Posted Thursday 3 June 2021
A Cold War expert from Kingston University is expecting a cache of untold stories to be unearthed from the communities who worked at decommissioned nuclear power stations and raised their families nearby during a new cultural heritage project.
Associate Professor Dr Egle Rindzeviciute is leading the Europe-wide Nuclear Spaces: Communities, Materialities and Locations of Nuclear Cultural Heritage (NuSPACES) research project, being conducted in collaboration with Linköping University in Sweden and Vytautas Magnus University in Lithuania. She hopes the project will bring together two distinct fields – nuclear industry governance and cultural and heritage policy – to preserve the past of the physically and politically complex sites for future generations.
"As early nuclear power plants and weapons reach the end of their life, the question of the fate and future of nuclear power and its place in our social and cultural life is being posed with renewed urgency," Dr Rindzeviciute said. "The use of nuclear power for both military and civil purposes has long been controversial and contested. Today, societies face a particularly pressing challenge in reaching consensus about its future and safeguarding nuclear waste to protect the next generations."
Against this backdrop, Dr Rindzeviciute said nuclear cultural heritage was a fast-growing field in many European countries due to decommissioning and its impact on local communities. What constituted nuclear cultural heritage and how it could benefit different social groups was, however, still the subject of debate.
"The meaning of the very term cultural heritage still needs to be defined," she explained. "Should it simply entail things that are interesting to look at, or should it be an interface to deal with a very complicated, difficult history such as the Cold War?"
An expert in the sociology of governance, Dr Rindzeviciute has been researching the history of nuclear power industry museums and heritage sites for five years. "It's a way of engaging with the history of this industrial modernity and all its negative consequences – sites that are polluted and will cost a lot to decontaminate and sites that many communities built their lives around. What happens to those areas when they close down?
"Cultural heritage provides a different angle to ask questions about the meanings and values of those very complex spaces, where technological, environmental, social and political aspects intertwine. The overall aim is to use the heritage approach to open up new pathways for local, national and global prosperity," she said.
The NuSPACES project will delve into the histories of these locations, working with local communities and museums in a collaborative network – from Sellafield and Dounreay in the United Kingdom to Barsebäck and Ignalina nuclear power plants in Sweden and Lithuania. It will explore the ways different social groups in local communities, nuclear industries and national cultural organisations engage in creating museums and heritage sites to preserve their nuclear past.
The research also aims to contribute to the internationalisation of local and national nuclear cultural heritage, establishing a platform through which stakeholders will be able to share their experience and shape future research and practice in the field.
During the study, the researchers plan to examine nuclear cultural heritage from the point of view of different social and professional groups, such as the industry's male and female employees, ethnic minorities and local residents.

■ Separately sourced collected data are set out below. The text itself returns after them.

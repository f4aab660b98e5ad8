//! Event Harvester: a polite event-directory crawler
//!
//! This crate walks the paginated listing pages of an event directory, extracts
//! one structured record per event detail page, and reconciles the records into
//! a SQLite store keyed by each event's canonical source URL.

pub mod config;
pub mod crawler;
pub mod extract;
pub mod output;
pub mod storage;
pub mod url;

use thiserror::Error;

/// Main error type for harvester operations
#[derive(Debug, Error)]
pub enum HarvestError {
    #[error("Configuration error: {0}")]
    Config(#[from] ConfigError),

    #[error("Extraction rule error: {0}")]
    Rules(#[from] RuleError),

    #[error("Database error: {0}")]
    Database(#[from] rusqlite::Error),

    #[error("Storage error: {0}")]
    Storage(#[from] storage::StorageError),

    #[error("HTTP client error: {0}")]
    Reqwest(#[from] reqwest::Error),
}

/// Configuration-specific errors
#[derive(Debug, Error)]
pub enum ConfigError {
    #[error("Failed to read config file: {0}")]
    Io(#[from] std::io::Error),

    #[error("Failed to parse TOML: {0}")]
    Parse(#[from] toml::de::Error),

    #[error("Validation error: {0}")]
    Validation(String),

    #[error("Invalid URL in config: {0}")]
    InvalidUrl(String),
}

/// Errors raised while loading or compiling extraction rules
#[derive(Debug, Error)]
pub enum RuleError {
    #[error("Failed to read rules file: {0}")]
    Io(#[from] std::io::Error),

    #[error("Failed to parse rules TOML: {0}")]
    Parse(#[from] toml::de::Error),

    #[error("Invalid selector for {field}: '{selector}'")]
    InvalidSelector { field: String, selector: String },

    #[error("Rule list for {0} is empty")]
    EmptyRuleList(String),

    #[error("max-length {max_length} for {field} exceeds the stored column limit of {limit}")]
    MaxLengthTooLarge {
        field: String,
        max_length: usize,
        limit: usize,
    },
}

// Re-export commonly used types
pub use config::Config;
pub use extract::{EventRecord, ListingRef};
pub use storage::{SqliteStorage, UpsertSummary};
pub use crate::url::{page_url, resolve_url};
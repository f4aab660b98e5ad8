//! Crawler module for fetching and walking the event directory
//!
//! This module contains the core crawling logic, including:
//! - HTTP fetching with bounded retry and backoff
//! - Paginated traversal of listing queries
//! - Per-crawl deduplication of event addresses
//! - Overall harvest coordination

mod coordinator;
mod dedup;
mod fetcher;
mod pagination;
mod site;
mod sleep;

pub use coordinator::{run_harvest, Coordinator, HarvestReport};
pub use dedup::Deduplicator;
pub use fetcher::{build_http_client, FetchCause, FetchFailure, Fetcher, RawDocument, RetryPolicy};
pub use pagination::{CrawlOutcome, EventSource, PaginationDriver, StopReason};
pub use site::SiteScanner;
pub use sleep::{RecordingSleeper, Sleeper, TokioSleeper};
use url::Url;

/// Tracking query parameters dropped during normalization
const TRACKING_PARAMS: &[&str] = &["fbclid", "gclid", "mc_eid", "aff", "ref", "source"];

/// Resolves an `href` found on `base` into a canonical event address
///
/// Returns None for links that can never be event pages: empty hrefs,
/// fragment-only anchors, `javascript:`/`mailto:`/`tel:`/`data:` links and
/// anything that does not resolve to an http or https address with a host.
///
/// The canonical form keeps the scheme and host (lowercased by parsing).
/// Dot segments, empty segments and a trailing slash are dropped from the
/// path, the fragment is removed, tracking parameters are stripped and what
/// remains of the query is sorted by key. A query left empty disappears
/// entirely.
///
/// # Examples
///
/// ```
/// use event_harvester::url::resolve_url;
/// use url::Url;
///
/// let page = Url::parse("https://www.example.com/d/online/?page=2").unwrap();
/// let url = resolve_url("/e/concert-123/?aff=ebdssbdestsearch", &page).unwrap();
/// assert_eq!(url.as_str(), "https://www.example.com/e/concert-123");
/// ```
pub fn resolve_url(href: &str, base: &Url) -> Option<Url> {
    let href = href.trim();

    if href.is_empty() || href.starts_with('#') {
        return None;
    }

    if href.starts_with("javascript:")
        || href.starts_with("mailto:")
        || href.starts_with("tel:")
        || href.starts_with("data:")
    {
        return None;
    }

    let joined = base.join(href).ok()?;
    canonicalize(joined)
}

fn canonicalize(mut url: Url) -> Option<Url> {
    if url.scheme() != "http" && url.scheme() != "https" {
        tracing::trace!("Ignoring {} link {}", url.scheme(), url);
        return None;
    }

    url.host_str()?;

    let normalized_path = normalize_path(url.path());
    url.set_path(&normalized_path);

    url.set_fragment(None);

    if url.query().is_some() {
        let filtered_params = filter_and_sort_query_params(&url);

        if filtered_params.is_empty() {
            url.set_query(None);
        } else {
            url.query_pairs_mut()
                .clear()
                .extend_pairs(filtered_params.iter().map(|(k, v)| (k.as_str(), v.as_str())));
        }
    }

    Some(url)
}

/// Path with `.`/`..` resolved and no empty or trailing segments
fn normalize_path(path: &str) -> String {
    let mut segments: Vec<&str> = Vec::new();

    for segment in path.split('/') {
        match segment {
            "" | "." => continue,
            ".." => {
                segments.pop();
            }
            _ => segments.push(segment),
        }
    }

    if segments.is_empty() {
        return "/".to_string();
    }

    format!("/{}", segments.join("/"))
}

/// Query pairs without tracking parameters, sorted by key
fn filter_and_sort_query_params(url: &Url) -> Vec<(String, String)> {
    let mut params: Vec<(String, String)> = url
        .query_pairs()
        .filter(|(key, _)| !is_tracking_param(key))
        .map(|(k, v)| (k.to_string(), v.to_string()))
        .collect();

    params.sort_by(|a, b| a.0.cmp(&b.0));

    params
}

fn is_tracking_param(key: &str) -> bool {
    TRACKING_PARAMS.contains(&key) || key.starts_with("utm_")
}
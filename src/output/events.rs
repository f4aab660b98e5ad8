//! Plain listing of every stored event for the `--list` mode

use crate::storage::StoredEvent;

/// Renders one event as an indented block, skipping empty fields
pub fn format_event(event: &StoredEvent) -> String {
    let mut lines = vec![format!("#{} {}", event.id, event.title)];

    let fields = [
        ("When", &event.date_text),
        ("Where", &event.location),
        ("Organizer", &event.organizer),
        ("Price", &event.price),
    ];
    for (label, value) in fields {
        if let Some(value) = value.as_deref().filter(|v| !v.is_empty()) {
            lines.push(format!("    {}: {}", label, value));
        }
    }

    lines.push(format!("    {}", event.source_url));
    lines.join("\n")
}

/// Prints every event to stdout
pub fn print_events(events: &[StoredEvent]) {
    if events.is_empty() {
        println!("No events stored yet.");
        return;
    }

    println!("=== Stored Events ({}) ===\n", events.len());
    for event in events {
        println!("{}\n", format_event(event));
    }
}
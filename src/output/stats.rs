//! Statistics from the event store
//!
//! This module provides functionality for extracting and displaying
//! store statistics for the `--stats` mode.

use crate::storage::{EventStore, RunRecord, StoredEvent};
use crate::HarvestError;

/// Events listed under "Recently updated" unless asked otherwise
pub const DEFAULT_RECENT_EVENTS: usize = 5;

/// Store statistics summary
#[derive(Debug, Clone)]
pub struct StoreStatistics {
    /// Total number of stored events
    pub total_events: u64,

    /// Most recent run, if any run was recorded
    pub latest_run: Option<RunRecord>,

    /// Events first seen during the latest run
    pub new_in_latest_run: u64,

    /// Most recently updated events, newest first
    pub recent_events: Vec<StoredEvent>,
}

/// Loads statistics from storage
///
/// # Arguments
///
/// * `storage` - The store to query
/// * `recent` - How many recently updated events to include
pub fn load_statistics(
    storage: &dyn EventStore,
    recent: usize,
) -> Result<StoreStatistics, HarvestError> {
    let total_events = storage.count_events()?;
    let latest_run = storage.get_latest_run()?;

    let new_in_latest_run = match &latest_run {
        Some(run) => storage.count_events_first_seen_since(&run.started_at)?,
        None => 0,
    };

    let recent_events = storage.latest_events(recent)?;

    Ok(StoreStatistics {
        total_events,
        latest_run,
        new_in_latest_run,
        recent_events,
    })
}

/// Prints statistics to stdout in a formatted manner
pub fn print_statistics(stats: &StoreStatistics) {
    println!("=== Event Store Statistics ===\n");

    println!("Overview:");
    println!("  Total events: {}", stats.total_events);
    println!();

    match &stats.latest_run {
        Some(run) => {
            println!("Latest Run (#{}):", run.id);
            println!("  Status: {}", run.status.to_db_string());
            println!("  Started: {}", run.started_at);
            if let Some(finished) = &run.finished_at {
                println!("  Finished: {}", finished);
            }
            println!("  Pages visited: {}", run.pages_visited);
            println!("  Events scraped: {}", run.records_scraped);
            println!(
                "  Stored: {} inserted, {} updated, {} errored",
                run.inserted, run.updated, run.errored
            );
            println!("  New events this run: {}", stats.new_in_latest_run);
            if let Some(message) = &run.error_message {
                println!("  Error: {}", message);
            }
        }
        None => println!("No harvest runs recorded yet."),
    }

    if !stats.recent_events.is_empty() {
        println!();
        println!("Recently Updated:");
        for event in &stats.recent_events {
            println!("  - {} ({})", event.title, event.source_url);
        }
    }
}
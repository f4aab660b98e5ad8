//! Storage module for persisting harvested events
//!
//! This module handles all database operations for the harvester, including:
//! - SQLite database initialization and schema management
//! - Reconciliation of scraped records against stored events
//! - Run tracking with per-run totals

mod schema;
mod sqlite;
mod traits;

pub use schema::{
    DATE_MAX_CHARS, LOCATION_MAX_CHARS, ORGANIZER_MAX_CHARS, PRICE_MAX_CHARS, TITLE_MAX_CHARS,
};
pub use sqlite::{SqliteStorage, DEFAULT_BATCH_SIZE};
pub use traits::{EventStore, StorageError, StorageResult};

use crate::HarvestError;
use std::path::Path;

/// Opens (creating if needed) the event store with the given batch size
///
/// # Arguments
///
/// * `path` - Path to the SQLite database file
/// * `batch_size` - Records applied per transaction during an upsert
pub fn open_storage(path: &Path, batch_size: usize) -> Result<SqliteStorage, HarvestError> {
    Ok(SqliteStorage::new(path)?.with_batch_size(batch_size))
}

/// An event row as stored
#[derive(Debug, Clone, PartialEq, Eq)]
pub struct StoredEvent {
    pub id: i64,
    pub title: String,
    pub date_text: Option<String>,
    pub location: Option<String>,
    pub description: Option<String>,
    pub organizer: Option<String>,
    pub price: Option<String>,
    pub source_url: String,
    pub first_seen_at: String,
    pub last_updated_at: String,
}

/// Outcome counts of one reconciliation
#[derive(Debug, Clone, Copy, Default, PartialEq, Eq)]
pub struct UpsertSummary {
    pub inserted: usize,
    pub updated: usize,
    pub errored: usize,
}

impl UpsertSummary {
    /// Records the summary covers
    pub fn total(&self) -> usize {
        self.inserted + self.updated + self.errored
    }
}

/// Totals recorded on a completed run
#[derive(Debug, Clone, Copy, Default, PartialEq, Eq)]
pub struct RunTotals {
    pub pages_visited: u32,
    pub records_scraped: usize,
    pub summary: UpsertSummary,
}

/// Represents a harvest run
#[derive(Debug, Clone)]
pub struct RunRecord {
    pub id: i64,
    pub started_at: String,
    pub finished_at: Option<String>,
    pub config_hash: String,
    pub status: RunStatus,
    pub pages_visited: u32,
    pub records_scraped: u64,
    pub inserted: u64,
    pub updated: u64,
    pub errored: u64,
    pub error_message: Option<String>,
}

/// Status of a harvest run
#[derive(Debug, Clone, Copy, PartialEq, Eq)]
pub enum RunStatus {
    Running,
    Completed,
    Failed,
}

impl RunStatus {
    pub fn to_db_string(&self) -> &'static str {
        match self {
            Self::Running => "running",
            Self::Completed => "completed",
            Self::Failed => "failed",
        }
    }

    pub fn from_db_string(s: &str) -> Option<Self> {
        match s {
            "running" => Some(Self::Running),
            "completed" => Some(Self::Completed),
            "failed" => Some(Self::Failed),
            _ => None,
        }
    }
}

As most engineers and workers at the decommissioned sites were male, the stories of women employed as secretaries and administrators have often previously gone unheard. This was something the project would address, Dr Rindzeviciute said.
"The history of science is written as the history of innovation, so either the inventors or the directors of power stations are usually at the heart of narratives," she explained. "Because nuclear power grew in the 1960s, '70s and '80s, the scientists were mainly men. But it's wrong to think women wouldn't count as part of the history of a nuclear power plant.
"Focusing on the everyday world of a nuclear plant will mean new accounts will start to appear. We're really looking forward to starting to explore further and uncover some unexpected and different stories."
NuSPACES has received almost €500,000 of funding from the Joint European Programming Initiative (JPI CH), which is represented by the Arts and Humanities Research Council in the UK.
Dr Rindzeviciute, who is based in the Faculty of Business and Social Sciences at Kingston University, will be working with principal investigators Professor Anna Storm of Linköping University in Sweden and Dr Linara Dovydaityte of Vytautas Magnus University in Lithuania.